Carnes was eventually asked to start a sexual addiction program at a hospital. At the first meeting, half of the clinicians walked out in protest. They thought it would stigmatize the hospital’s reputation. Of course, then the patients deluged the hospital seeking help and the staff changed their minds and got on board.

While leading his treatment program at the hospital, a horrible fallacious article came out about Carnes in a porn mag, beginning with the assertion that he was a “prison psychologist.” “I’ve never worked in a prison in my life, but I have almost done time in one,” he recalled. One patient in the group said, “I knew it was shit but that’s how I got here.” Another patient raised his hand and said, “I can top you. I actually wrote that article and I knew it was bullshit but that is also why I’m here.”  

So it just goes to prove that even bad publicity can be good. And boy did I breathe a sigh of relief when I heard that.

Dr. Carnes went onto explain how the internet and video games were creating a new generation of addicts. “Video games lay down the first neural pathway of addiction, hijacking the reward center, changing learning and memory. Every game is about the next challenge, the new rung. When these same kids hit puberty and become sexual, the brain addresses and processes it in the same way. So these kids’ whole arousal system is already altered.”

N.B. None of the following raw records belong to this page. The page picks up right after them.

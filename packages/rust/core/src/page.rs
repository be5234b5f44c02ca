//! Full-page HTML assembly.
//!
//! Wraps rendered report fragments in the page shell: header, analysis
//! sections, newsletter block and sources list.

use std::path::Path;

use tracing::{debug, instrument};

use powerni_render::{RenderedBody, RenderedReport, escape_html, render_points_list, render_report};
use powerni_shared::{PageConfig, PowerniError, Result};

use crate::loader::ReportState;

/// Page-level text that does not come from the report.
#[derive(Debug, Clone)]
pub struct PageOptions {
    pub title: String,
    pub subtitle: String,
}

impl Default for PageOptions {
    fn default() -> Self {
        Self::from(&PageConfig::default())
    }
}

impl From<&PageConfig> for PageOptions {
    fn from(config: &PageConfig) -> Self {
        Self {
            title: config.title.clone(),
            subtitle: config.subtitle.clone(),
        }
    }
}

/// Build a complete HTML document for `state`.
///
/// `subscriber_count` is `None` when the subscription list could not be read.
#[instrument(skip_all)]
pub fn assemble_page(
    state: &ReportState,
    opts: &PageOptions,
    subscriber_count: Option<usize>,
) -> String {
    let main = match state {
        ReportState::Loading => loading_body(),
        ReportState::Failed { message, attempts } => failed_body(opts, message, *attempts),
        ReportState::Ready(report) => {
            let rendered = render_report(report);
            report_body(&rendered, opts, subscriber_count)
        }
    };

    let html = document(&opts.title, &main);
    debug!(bytes = html.len(), "page assembled");
    html
}

/// Write an assembled page, creating parent directories.
pub fn write_page(path: &Path, html: &str) -> Result<()> {
    if let Some(parent) = path.parent().filter(|p| !p.as_os_str().is_empty()) {
        std::fs::create_dir_all(parent).map_err(|e| PowerniError::io(parent, e))?;
    }
    std::fs::write(path, html).map_err(|e| PowerniError::io(path, e))
}

// ---------------------------------------------------------------------------
// Page parts
// ---------------------------------------------------------------------------

fn document(title: &str, main: &str) -> String {
    format!(
        "<!DOCTYPE html>\n<html lang=\"en-GB\">\n<head>\n\
         <meta charset=\"utf-8\">\n\
         <meta name=\"viewport\" content=\"width=device-width, initial-scale=1\">\n\
         <title>{}</title>\n</head>\n<body>\n{main}\n</body>\n</html>\n",
        escape_html(title)
    )
}

fn loading_body() -> String {
    "<div class=\"loading\"><p>Loading...</p></div>".to_string()
}

fn failed_body(opts: &PageOptions, message: &str, attempts: u32) -> String {
    let mut out = String::from("<main class=\"report-container\">\n<div class=\"report-content\">\n");
    out.push_str(&header_section(opts, None, None));
    out.push_str(&format!(
        "<section class=\"section report-error\">\n\
         <h2 class=\"section-title\">Report unavailable</h2>\n\
         <p>The report could not be loaded after {attempts} attempt{}.</p>\n\
         <p class=\"error-detail\">{}</p>\n</section>\n",
        if attempts == 1 { "" } else { "s" },
        escape_html(message)
    ));
    out.push_str("</div>\n</main>");
    out
}

fn report_body(
    rendered: &RenderedReport,
    opts: &PageOptions,
    subscriber_count: Option<usize>,
) -> String {
    let mut out = String::from("<main class=\"report-container\">\n<div class=\"report-content\">\n");
    out.push_str(&header_section(
        opts,
        Some(&rendered.generated_at),
        Some(&rendered.subject),
    ));

    match &rendered.body {
        RenderedBody::Monolithic {
            short_term_html,
            long_term_html,
        } => {
            out.push_str(&analysis_section("Short-Term Analysis", short_term_html));
            out.push_str(&analysis_section("Long-Term Analysis", long_term_html));
        }
        RenderedBody::Split {
            executive_summary_html,
            short_term_points,
            long_term_points,
        } => {
            out.push_str(&analysis_section("Executive Summary", executive_summary_html));
            out.push_str(&analysis_section(
                "Short-Term Outlook",
                &render_points_list(short_term_points),
            ));
            out.push_str(&analysis_section(
                "Long-Term Outlook",
                &render_points_list(long_term_points),
            ));
        }
    }

    out.push_str(&newsletter_section(subscriber_count));
    out.push_str(&sources_block(&rendered.sources));
    out.push_str("</div>\n</main>");
    out
}

/// `generated_at` and `subject` are already escaped.
fn header_section(opts: &PageOptions, generated_at: Option<&str>, subject: Option<&str>) -> String {
    let mut out = format!(
        "<section class=\"section header-section\">\n\
         <h1 class=\"report-title\">{}</h1>\n\
         <p class=\"report-subtitle\">{}</p>\n",
        escape_html(&opts.title),
        escape_html(&opts.subtitle)
    );
    if let Some(ts) = generated_at {
        out.push_str(&format!("<p class=\"report-timestamp\">{ts}</p>\n"));
    }
    if let Some(subject) = subject {
        out.push_str(&format!("<p class=\"report-subject\">{subject}</p>\n"));
    }
    out.push_str("</section>\n");
    out
}

/// Sections with no content are left out.
fn analysis_section(title: &str, body_html: &str) -> String {
    if body_html.is_empty() {
        return String::new();
    }
    format!(
        "<section class=\"section\">\n<h2 class=\"section-title\">{title}</h2>\n\
         <div class=\"report-section\">{body_html}</div>\n</section>\n"
    )
}

fn newsletter_section(subscriber_count: Option<usize>) -> String {
    let count = match subscriber_count {
        Some(n) => format!("Subscribed Emails ({n})"),
        None => "Subscriber count unavailable".to_string(),
    };
    format!(
        "<section class=\"section newsletter-section\">\n\
         <h2 class=\"section-title\">Stay Updated</h2>\n\
         <form class=\"newsletter-form\">\n\
         <label for=\"email\">Subscribe to receive market insights directly in your inbox</label>\n\
         <input type=\"email\" id=\"email\" name=\"email\" placeholder=\"Enter your email address...\" required>\n\
         <button type=\"submit\">Subscribe Now</button>\n\
         </form>\n\
         <p class=\"subscriber-count\">{count}</p>\n\
         </section>\n"
    )
}

/// `sources` are already escaped and non-blank.
fn sources_block(sources: &[String]) -> String {
    let mut out = String::from("<div class=\"sources\">\n");
    for source in sources {
        out.push_str(&format!("<div class=\"source-link\">{source}</div>\n"));
    }
    out.push_str("</div>\n");
    out
}
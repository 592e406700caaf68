use hyper::StatusCode;

use super::utils::TestHarness;

mod auth;
mod label;
mod records;

#[tokio::test]
async fn health_returns_ok() {
    let mut harness = TestHarness::new().await;

    let response = harness.get("/health").await;
    assert_eq!(response.status(), StatusCode::OK);

    let body = TestHarness::body_json(response).await;
    assert_eq!(body["status"], "ok");

    harness.teardown().await;
}

#[tokio::test]
async fn unknown_routes_are_not_found() {
    let mut harness = TestHarness::new().await;

    let response = harness.get("/no/such/route").await;
    assert_eq!(response.status(), StatusCode::NOT_FOUND);

    let body = TestHarness::body_json(response).await;
    assert_eq!(body["error"], "not_found");

    harness.teardown().await;
}
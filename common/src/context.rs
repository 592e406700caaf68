use std::sync::Arc;

use tokio::sync::{broadcast, oneshot};

struct RawContext {
    // Dropped when the last clone of the context goes away, which is what
    // completes `Handler::cancel`.
    _sender: oneshot::Sender<()>,
    cancel_receiver: broadcast::Receiver<()>,
}

/// A cancellation token shared by everything that should stop on shutdown.
///
/// Cloning is cheap. `done()` resolves once the paired [`Handler`] asks for
/// cancellation.
#[derive(Clone)]
pub struct Context(Arc<RawContext>);

impl Context {
    #[must_use]
    pub fn new() -> (Self, Handler) {
        let (sender, recv) = oneshot::channel();
        let (cancel_sender, cancel_receiver) = broadcast::channel(1);

        (
            Self(Arc::new(RawContext {
                _sender: sender,
                cancel_receiver,
            })),
            Handler { recv, cancel_sender },
        )
    }

    pub async fn done(&self) {
        let mut recv = self.0.cancel_receiver.resubscribe();
        let _ = recv.recv().await;
    }
}

/// The owning side of a [`Context`].
pub struct Handler {
    recv: oneshot::Receiver<()>,
    cancel_sender: broadcast::Sender<()>,
}

impl Handler {
    /// Resolves once every clone of the context has been dropped.
    pub async fn done(&mut self) {
        let _ = (&mut self.recv).await;
    }

    /// Signals cancellation and waits for every clone of the context to be
    /// dropped.
    pub async fn cancel(self) {
        drop(self.cancel_sender);

        let _ = self.recv.await;
    }
}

Because of the stigma of 12-step programs and addiction, membership in AA and other fellowships has declined greatly in the last decade, he said. Even in the tabloids people who are problematic or struggling with addiction or mental illness are put out there for our amusement. This reminded Carnes of an old painting where a king and queen are visiting an insane asylum to be entertained. “How have we really changed?” he asked. “Treatment should be paid for and 12 step communities should be respected. There should not be a penalty for being in a program.”

He pointed out that NOBODY in AA has just ONE addiction. Nobody. And that in AA we make a mistake in our singularity of purpose to just help the “alcoholic” or focus on the problem of alcohol.   

“Every great leader, every great inventor, was tormented with mental health issues," he declared. "Lincoln was bipolar. Steve Jobs had OCD. Without Jobs’ OCD we would not have Apple!”  

I was very impressed with the good doctor. He ended his talk by encouraging all us of who have experienced prejudice for our mental illness or addictions to stand up, to stop hiding and to speak our truth. “We need to have courage and dignity about the battle we have faced,” he said. “We are the veterans.”

And I nodded proudly… even if I am still fighting the war.